# PROBLEM REQUIREMENTS
From the records below, copy each line that has the word "trimmed" in it.

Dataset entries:
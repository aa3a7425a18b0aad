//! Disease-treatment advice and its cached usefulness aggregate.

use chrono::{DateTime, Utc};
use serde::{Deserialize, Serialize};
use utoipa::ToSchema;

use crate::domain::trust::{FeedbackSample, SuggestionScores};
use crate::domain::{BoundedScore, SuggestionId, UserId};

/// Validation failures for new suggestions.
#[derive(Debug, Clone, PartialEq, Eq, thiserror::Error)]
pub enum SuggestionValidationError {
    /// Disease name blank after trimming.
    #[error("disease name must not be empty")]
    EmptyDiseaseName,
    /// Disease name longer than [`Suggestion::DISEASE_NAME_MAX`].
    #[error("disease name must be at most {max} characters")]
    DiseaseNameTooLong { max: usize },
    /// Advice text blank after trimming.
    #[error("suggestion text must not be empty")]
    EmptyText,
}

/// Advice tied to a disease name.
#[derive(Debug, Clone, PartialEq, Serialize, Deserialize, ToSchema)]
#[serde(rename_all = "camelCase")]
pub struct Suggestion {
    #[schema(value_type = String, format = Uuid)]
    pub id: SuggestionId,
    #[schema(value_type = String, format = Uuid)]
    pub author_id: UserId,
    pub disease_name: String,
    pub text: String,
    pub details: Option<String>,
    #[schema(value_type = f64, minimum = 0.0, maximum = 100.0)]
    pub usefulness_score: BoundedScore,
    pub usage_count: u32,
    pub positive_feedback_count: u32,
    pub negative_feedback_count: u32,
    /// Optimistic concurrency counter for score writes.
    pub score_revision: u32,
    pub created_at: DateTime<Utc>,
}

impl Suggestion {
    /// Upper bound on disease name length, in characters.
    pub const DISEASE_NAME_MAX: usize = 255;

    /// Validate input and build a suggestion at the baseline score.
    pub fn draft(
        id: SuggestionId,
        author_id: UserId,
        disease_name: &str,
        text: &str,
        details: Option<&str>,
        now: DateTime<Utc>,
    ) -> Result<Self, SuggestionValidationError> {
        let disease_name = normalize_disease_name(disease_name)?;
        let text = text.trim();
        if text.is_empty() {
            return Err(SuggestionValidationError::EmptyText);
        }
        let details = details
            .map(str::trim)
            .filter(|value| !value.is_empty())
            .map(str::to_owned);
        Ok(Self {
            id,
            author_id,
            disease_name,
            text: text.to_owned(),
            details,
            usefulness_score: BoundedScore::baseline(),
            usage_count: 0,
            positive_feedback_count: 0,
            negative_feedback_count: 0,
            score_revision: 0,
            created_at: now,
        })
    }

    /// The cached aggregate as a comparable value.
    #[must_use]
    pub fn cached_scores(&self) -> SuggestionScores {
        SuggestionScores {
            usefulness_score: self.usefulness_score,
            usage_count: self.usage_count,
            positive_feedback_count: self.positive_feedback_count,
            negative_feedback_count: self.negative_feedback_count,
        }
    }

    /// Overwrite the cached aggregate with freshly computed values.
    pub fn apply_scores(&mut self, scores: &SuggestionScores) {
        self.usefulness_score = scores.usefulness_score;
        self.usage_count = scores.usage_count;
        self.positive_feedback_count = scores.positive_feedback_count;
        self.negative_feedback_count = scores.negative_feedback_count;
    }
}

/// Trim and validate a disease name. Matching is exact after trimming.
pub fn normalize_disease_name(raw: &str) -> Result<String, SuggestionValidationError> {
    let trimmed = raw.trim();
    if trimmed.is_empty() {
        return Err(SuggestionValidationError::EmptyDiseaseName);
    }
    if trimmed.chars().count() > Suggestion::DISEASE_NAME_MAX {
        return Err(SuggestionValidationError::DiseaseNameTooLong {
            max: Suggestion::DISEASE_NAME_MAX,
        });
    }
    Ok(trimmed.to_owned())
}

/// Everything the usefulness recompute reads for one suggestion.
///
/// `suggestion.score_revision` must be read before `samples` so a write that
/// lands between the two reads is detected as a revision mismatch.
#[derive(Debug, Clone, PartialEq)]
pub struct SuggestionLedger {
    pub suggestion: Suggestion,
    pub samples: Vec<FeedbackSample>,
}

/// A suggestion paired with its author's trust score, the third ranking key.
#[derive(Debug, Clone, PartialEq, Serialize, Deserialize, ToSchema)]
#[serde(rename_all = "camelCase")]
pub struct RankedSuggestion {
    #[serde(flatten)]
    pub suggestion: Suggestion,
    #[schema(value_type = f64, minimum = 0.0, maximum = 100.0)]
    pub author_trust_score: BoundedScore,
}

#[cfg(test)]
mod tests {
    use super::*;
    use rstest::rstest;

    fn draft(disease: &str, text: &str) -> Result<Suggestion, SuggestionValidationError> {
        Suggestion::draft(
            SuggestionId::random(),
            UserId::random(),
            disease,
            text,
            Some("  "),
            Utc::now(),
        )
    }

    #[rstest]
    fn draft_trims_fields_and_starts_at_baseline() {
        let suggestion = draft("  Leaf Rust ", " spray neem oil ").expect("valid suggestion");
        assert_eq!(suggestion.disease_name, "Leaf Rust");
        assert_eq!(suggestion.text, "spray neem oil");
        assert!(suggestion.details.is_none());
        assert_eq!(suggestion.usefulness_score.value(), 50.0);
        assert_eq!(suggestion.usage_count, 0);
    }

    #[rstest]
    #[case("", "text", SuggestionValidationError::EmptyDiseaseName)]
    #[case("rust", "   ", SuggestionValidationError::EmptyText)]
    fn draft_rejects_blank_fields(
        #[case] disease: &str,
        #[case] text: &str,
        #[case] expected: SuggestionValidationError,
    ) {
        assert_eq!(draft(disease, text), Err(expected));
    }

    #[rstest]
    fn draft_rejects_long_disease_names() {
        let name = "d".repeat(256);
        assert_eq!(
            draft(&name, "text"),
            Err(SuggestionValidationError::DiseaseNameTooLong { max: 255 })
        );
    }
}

# EXERCISE SOLUTION
    let trimmed = raw.trim();
    if trimmed.is_empty() {
    if trimmed.chars().count() > Suggestion::DISEASE_NAME_MAX {
    Ok(trimmed.to_owned())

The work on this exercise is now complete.